Starvation is real. It’s not a fabricated child maltreatment construct. In most cases, starvation takes weeks. We know what happens to a child during that period, when all their joint and muscle movements become painful. When they feel cold, tired and weak, and unable to concentrate, resulting in the inability to comprehend their situation.
Mostly, with starvation, there is no disguising the situation from others, unless the adult or adults responsible for the child’s safety and well-being make a conscious effort to hide them. It’s a radical manifestation of social disconnection and isolation by parents. And in the case I reviewed, the system had been called on to help them.
These types of fatalities are egregious outliers in our profession, but they rightfully get our attention. They epitomize the flawed notion that a single social worker visiting the home of a highly fragile family can expect to have much success. We throw parents and helpers together — strangers mostly — in a community or neighborhood where the helper might or might not know the formal and informal resources. Instead, knowledge of the family’s social and family orbit should be the helper’s North Star.
Child fatalities defy logical frameworks and our best attempts to learn from previous tragedies. It’s especially true for those resulting from chronic, long-term neglect, untreated mental illness or parental substance use. The death of a child known to us is a lesson in humility. Regardless of where we fall on the politics of child welfare, child fatalities are zero-sum events. And if a child who is known to our system dies, it means that somewhere along the line, disconnections occurred.
A good deal of the disconnection is based on our obsession with compliance metrics. We confuse the outcomes we can easily elicit and record with the ones we actually need, and then act accordingly. A prime example: handing a parent a referral instead of physically connecting them to a local, trusted provider whose purpose is to assure child safety and family well-being.
We shouldn’t settle for child protection “lite,” because there is no such thing. Alternative responses or community pathways should never be a convenient check box or default. Frankly, I’m not even sure why we consider a response “alternative,” when our primary role in social work is to support families. Family stability, safety and security are all part of the same continuum of responsibility. But when we are embedded in a community, we enhance the likelihood of parental connections to that continuum because we are more likely to do whatever it takes to reach a resident of that community.

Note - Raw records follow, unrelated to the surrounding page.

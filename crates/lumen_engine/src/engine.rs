//! Engine: subsystem wiring and the per-frame tick

use std::path::Path;
use std::sync::Arc;

use bitflags::bitflags;
use thiserror::Error;

use crate::core::{ApplicationConfig, ConfigError, Context};
use crate::events::{EventSystem, EventType};
use crate::foundation::logging;
use crate::import::{ImportError, ModelImporter, ObjImporter};
use crate::rendering::{GraphicsDevice, RenderStats, Renderer};
use crate::resource::{handle, name_from_path, Model, ResourceError, ResourceHeader, ResourceManager, MODEL_EXTENSION};
use crate::scene::{EntityId, Scene, SceneError};

bitflags! {
    /// What the engine does each tick
    #[derive(Debug, Clone, Copy, PartialEq, Eq)]
    pub struct EngineFlags: u32 {
        /// Update entities
        const UPDATE = 1 << 0;
        /// Render the scene
        const RENDER = 1 << 1;
        /// Step physics
        const PHYSICS = 1 << 2;
        /// Game mode: the world is started
        const GAME = 1 << 3;
    }
}

impl Default for EngineFlags {
    fn default() -> Self {
        Self::UPDATE | Self::RENDER | Self::PHYSICS
    }
}

/// Engine-level errors
#[derive(Error, Debug)]
pub enum EngineError {
    /// Configuration error
    #[error("Configuration error: {0}")]
    Config(#[from] ConfigError),

    /// Model import error
    #[error("Import error: {0}")]
    Import(#[from] ImportError),

    /// Scene error
    #[error("Scene error: {0}")]
    Scene(#[from] SceneError),

    /// Resource error
    #[error("Resource error: {0}")]
    Resource(#[from] ResourceError),
}

/// Main engine struct
///
/// Owns the [`Context`] and drives it one frame per [`Engine::tick`].
pub struct Engine {
    context: Context,
    importer: ModelImporter,
    flags: EngineFlags,
    config: ApplicationConfig,
    frame: u64,
}

impl Engine {
    /// Validate `config`, install logging and build every subsystem
    pub fn new(config: ApplicationConfig, device: Arc<dyn GraphicsDevice>) -> Result<Self, EngineError> {
        config.validate()?;
        logging::init(&config.engine.log_level);
        log::info!("Initializing engine...");

        let context = Context::new(&config, device);
        let importer = ModelImporter::new(
            Arc::new(ObjImporter::new()),
            context.subsystem::<ResourceManager>().clone(),
            context.subsystem::<EventSystem>().sender(),
        );

        log::info!("Engine initialized");
        Ok(Self {
            context,
            importer,
            flags: EngineFlags::default(),
            config,
            frame: 0,
        })
    }

    /// Subsystem owner
    pub const fn context(&self) -> &Context {
        &self.context
    }

    /// Mutable subsystem owner
    pub fn context_mut(&mut self) -> &mut Context {
        &mut self.context
    }

    /// The world
    pub fn scene(&self) -> &Scene {
        self.context.subsystem()
    }

    /// The world, mutably
    pub fn scene_mut(&mut self) -> &mut Scene {
        self.context.subsystem_mut()
    }

    /// Resource manager
    pub fn resources(&self) -> &ResourceManager {
        self.context.subsystem()
    }

    /// Renderer
    pub fn renderer_mut(&mut self) -> &mut Renderer {
        self.context.subsystem_mut()
    }

    /// Model importer and its progress report
    pub const fn importer(&self) -> &ModelImporter {
        &self.importer
    }

    /// Configuration the engine was built from
    pub const fn config(&self) -> &ApplicationConfig {
        &self.config
    }

    /// Frames ticked so far
    pub const fn frame(&self) -> u64 {
        self.frame
    }

    /// Current mode flags
    pub const fn flags(&self) -> EngineFlags {
        self.flags
    }

    /// Turn mode flags on or off; toggling [`EngineFlags::GAME`] starts or stops the world
    pub fn set_flags(&mut self, flags: EngineFlags, enabled: bool) {
        let was_game = self.flags.contains(EngineFlags::GAME);
        self.flags.set(flags, enabled);
        let is_game = self.flags.contains(EngineFlags::GAME);

        match (was_game, is_game) {
            (false, true) => self.scene_mut().start(),
            (true, false) => self.scene_mut().stop(),
            _ => {}
        }
    }

    /// Import a model file into the scene; returns the root entity
    ///
    /// The imported model is cached so its materials and geometry can be
    /// saved alongside the scene.
    pub fn load_model(&mut self, path: impl AsRef<Path>) -> Result<EntityId, EngineError> {
        let path = path.as_ref();
        if !self.importer.supports(path) {
            return Err(ImportError::Unsupported(path.to_path_buf()).into());
        }

        let resources = self.resources().clone();
        let name = name_from_path(path);
        let model_path = resources.directories().models.join(format!("{name}.{MODEL_EXTENSION}"));
        let model = handle(Model::new(
            ResourceHeader::new(resources.next_id())
                .with_name(name)
                .with_path(model_path),
        ));

        let running = self.scene().is_running();
        if running {
            self.scene_mut().stop();
        }
        let scene: &mut Scene = self.context.subsystem_mut();
        let result = self.importer.load(&model, path, scene);
        if running {
            self.scene_mut().start();
        }
        result?;

        let model = resources.cache_resource(model);
        let root = model.read().root_entity();
        root.ok_or_else(|| ImportError::Empty(path.to_path_buf()).into())
    }

    /// Save the scene and every cached resource that has a file path
    pub fn save_scene(&mut self, path: impl AsRef<Path>) -> Result<(), EngineError> {
        let saved = self.resources().save_resources_to_files();
        log::info!("Saved {saved} resources");
        self.scene().save_to_file(path.as_ref())?;
        Ok(())
    }

    /// Replace the scene with the one stored at `path`
    pub fn load_scene(&mut self, path: impl AsRef<Path>) -> Result<(), EngineError> {
        let resources = self.resources().clone();
        let cache = resources.cache().clone();
        self.scene_mut().load_from_file(path.as_ref(), Some(&cache))?;
        Ok(())
    }

    /// Advance one frame
    ///
    /// Dispatches queued events, re-resolves the scene when it changed,
    /// then updates and renders according to the mode flags.
    pub fn tick(&mut self, delta_time: f32) -> RenderStats {
        let events = self.context.subsystem_mut::<EventSystem>();
        events.sender().fire(EventType::FrameStart);
        let dispatched = events.dispatch();

        let needs_resolve = dispatched
            .iter()
            .any(|event| matches!(event.event_type, EventType::SceneResolve | EventType::WorldLoaded));
        if needs_resolve {
            self.scene_mut().resolve();
        }

        if self.flags.contains(EngineFlags::UPDATE) {
            self.scene_mut().update(delta_time);
        }
        let stats = if self.flags.contains(EngineFlags::RENDER) {
            self.context.render()
        } else {
            RenderStats::default()
        };

        self.context.subsystem::<EventSystem>().sender().fire(EventType::FrameEnd);
        self.frame += 1;
        stats
    }

    /// Stop the world and release the scene and cached resources
    pub fn shutdown(&mut self) {
        log::info!("Engine shutdown requested");
        if self.scene().is_running() {
            self.scene_mut().stop();
        }
        self.scene_mut().clear();
        self.resources().cache().clear();
        self.context.subsystem_mut::<EventSystem>().clear();
        log::info!("Engine shutdown complete");
    }
}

The science of studying child fatalities is critical. It allows us to aggregate information and do more to reduce maltreatment-related deaths. Organized approaches and teams are also the system’s reparation of respect and attention that the victim deserved when they were alive. But we need to improve our capacity to measure the isolation and social connections prior to a fatality.
Fatalities should be wake-up calls, exposing a distilled version of how imperfect our current system is and how case mismanagement becomes the norm when we are watching and not working with a family. These types of deaths reflect a cascade of detachments — parent from child, child from nurturing adults, helpers from parents. It’s all part of our current system’s primary design flaw: failing to account for the importance of human connections.
In her best-selling book, “Blue Nights,” Joan Didion reflects on the unexpected passing of her adult daughter. She writes that there is a connection between a parent’s fear of “aging, illness and death,” and that of their child. “When we talk about mortality, we are talking about our children…I was never not afraid…of swimming pools, high tension wires, lye under the sink, aspirin in the medical cabinet…strangers who appeared at the door, unexplained fevers…The source of the fear was obvious: it was the harm that could come to her…”
As I read the files of this child fatality case, I didn’t recognize unrelenting, adult fear related to this child. I say that not in judgment of the adult but as a human condition that had been missed. A barometer for safety that a personalized community-oriented family support team would have addressed with the child’s caregiver, perhaps much sooner — again, another disconnection.
Early in my child welfare career, I decided that I could not be in the middle of nightmare cases every day and survive. I chose to align with family support and prevention programs, figuring if I was going to be pushing a rock up the hill, it might as well be a rock with a patina of hope.
In time, however, I realized that if we do this work correctly, the distinctions between child protection cases and what we refer to as family support are blurry. The common element is the building of relationships and social connections among helpers and the families they serve.